When M23 advanced on Goma a few days ago, he was forced to flee yet again, along with all the other refugees staying there. They had so far been forced to spend two nights sleeping out in the open, shivering in the rain with their families.

“All I could take with me when we ran was my children,” he said.

Mufanjara said he came back to Mugunga to find that the Congolese soldiers, who had retreated in panic when the rebels advanced, had looted his meager belongings. He said they took cooking pots, clothes, even the plastic sheeting that made his home waterproof.

“Everything was taken,” he said. “I am here now but the fear has not gone. All I want is to go home, to live in peace.”

The Mugunga camp was supposed to be a safe haven. When the M23 advance began a week ago, the rebel fighters swept toward Goma and through another camp called Kanyarucinya. Tens of thousands of people were on the move as the bullets flew. They managed to make their way to Mugunga. Among them was 23-year-old Jeanne Furaha and her two young children.

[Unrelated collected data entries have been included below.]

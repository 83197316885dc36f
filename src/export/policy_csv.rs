//! CSV export of value-iteration results

use std::{fs::File, io::Write, path::Path};

use serde::{Deserialize, Serialize};

use crate::{Error, Result, mdp::Solution};

/// One row of the policy export: a state, its value and its greedy action.
#[derive(Debug, Clone, PartialEq, Serialize, Deserialize)]
pub struct PolicyRecord {
    pub state: String,
    pub value: f64,
    /// Empty for accepting states and states without actions
    pub action: Option<String>,
}

/// One row of the Q-table export.
#[derive(Debug, Clone, PartialEq, Serialize, Deserialize)]
pub struct QValueRecord {
    pub state: String,
    pub action: String,
    pub q_value: f64,
    pub greedy: bool,
}

/// Policy rows in state-name order.
pub fn policy_records(solution: &Solution) -> Vec<PolicyRecord> {
    solution
        .values
        .iter()
        .map(|(state, &value)| PolicyRecord {
            state: state.to_string(),
            value,
            action: solution.action_for(state.as_str()).map(ToString::to_string),
        })
        .collect()
}

/// Q-table rows in state then action order.
pub fn q_value_records(solution: &Solution) -> Vec<QValueRecord> {
    solution
        .q_table
        .iter()
        .map(|(state, action, q_value)| QValueRecord {
            state: state.to_string(),
            action: action.to_string(),
            q_value,
            greedy: solution.action_for(state.as_str()) == Some(action),
        })
        .collect()
}

/// Write the policy as CSV with a header row.
pub fn write_policy<W: Write>(solution: &Solution, writer: W) -> Result<()> {
    let mut csv = csv::Writer::from_writer(writer);
    for record in policy_records(solution) {
        csv.serialize(record)?;
    }
    csv.flush()?;
    Ok(())
}

/// Write the full Q-table as CSV with a header row.
pub fn write_q_table<W: Write>(solution: &Solution, writer: W) -> Result<()> {
    let mut csv = csv::Writer::from_writer(writer);
    for record in q_value_records(solution) {
        csv.serialize(record)?;
    }
    csv.flush()?;
    Ok(())
}

/// Write the policy CSV to `path`, returning the number of rows.
pub fn export_policy<P: AsRef<Path>>(solution: &Solution, path: P) -> Result<usize> {
    let path = path.as_ref();
    let file = File::create(path).map_err(|source| Error::Io {
        operation: format!("create policy CSV {}", path.display()),
        source,
    })?;
    write_policy(solution, file)?;
    Ok(solution.values.len())
}

/// Write the Q-table CSV to `path`, returning the number of rows.
pub fn export_q_table<P: AsRef<Path>>(solution: &Solution, path: P) -> Result<usize> {
    let path = path.as_ref();
    let file = File::create(path).map_err(|source| Error::Io {
        operation: format!("create Q-table CSV {}", path.display()),
        source,
    })?;
    write_q_table(solution, file)?;
    Ok(solution.q_table.size())
}

#[cfg(test)]
mod tests {
    use super::*;
    use crate::mdp::{MdpGraph, SolverConfig, ValueIteration};

    fn solution() -> Solution {
        let graph = MdpGraph::builder()
            .state("a")
            .state("b")
            .outcome("a", "go", "b", 1.0, 1.0)
            .outcome("a", "stay", "a", 1.0, 0.0)
            .accepting("b")
            .build()
            .unwrap();
        ValueIteration::new(SolverConfig::default())
            .solve(&graph)
            .unwrap()
    }

    #[test]
    fn policy_csv_has_header_and_row_per_state() {
        let mut buffer = Vec::new();
        write_policy(&solution(), &mut buffer).unwrap();
        let text = String::from_utf8(buffer).unwrap();
        let lines: Vec<&str> = text.lines().collect();
        assert_eq!(lines, vec!["state,value,action", "a,1.0,go", "b,0.0,"]);
    }

    #[test]
    fn q_table_marks_greedy_action() {
        let records = q_value_records(&solution());
        assert_eq!(records.len(), 2);
        assert!(records[0].greedy && records[0].action == "go");
        assert!(!records[1].greedy && records[1].action == "stay");
        assert!((records[1].q_value - 0.5).abs() < 1e-12);
    }
}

“The shooting was all around the camp, we had to run,” she said cradling her 7-month-old baby daughter.

They had only just reached Mugunga when the fighting caught up with them. They were forced to flee once again into the hills. Now Furaha is back in the squalid Mugunga camp, whose eucalyptus trees and bright yellow sunflowers are incongruous among such misery.

“I don’t know if we will be safe here,” she said.

Some of the heaviest fighting during the rebel takeover of Goma happened just a few miles from Mugunga. An abandoned tank was parked hastily on the roadside, a pile of live tank rounds abandoned next to it. A row of shops was peppered with bullet holes, a metal security door blown out by a rocket-propelled grenade.

A little further up the road, three partially burned out cars laid on their sides. Kids had set up an impromptu chop shop, eviscerating the engines for spares, whacking at the chassis with rocks and hammers for scrap.

Goma itself was strangely normal under its new rebel administration. At the border the old immigration officials are back at their desks and a portrait of President Joseph Kabila still hangs on the wall.

The city center lacked its usual bustle but was far from a ghost town. Shops were padlocked, banks closed, markets quiet. But people were on the streets. Electricity had been cut since the rebel takeover, as had water. Down at a public beach city residents were collecting drinking water straight out of Lake Kivu.

An aid agency handed out free shots of chlorine to clean the water.

The hardship hasn't been bad for everyone. A water seller, who insisted his name was Emmanuel Kant, said business was good.

The price of a 5-gallon can of water shot from 200 to 300 Congolese francs, about $0.33, and Kant was selling them, seven at a time, from the back of his bicycle. He has been making 10 trips to the lake every day.

“You know what they say: one person’s misfortune is another’s good luck,” he said.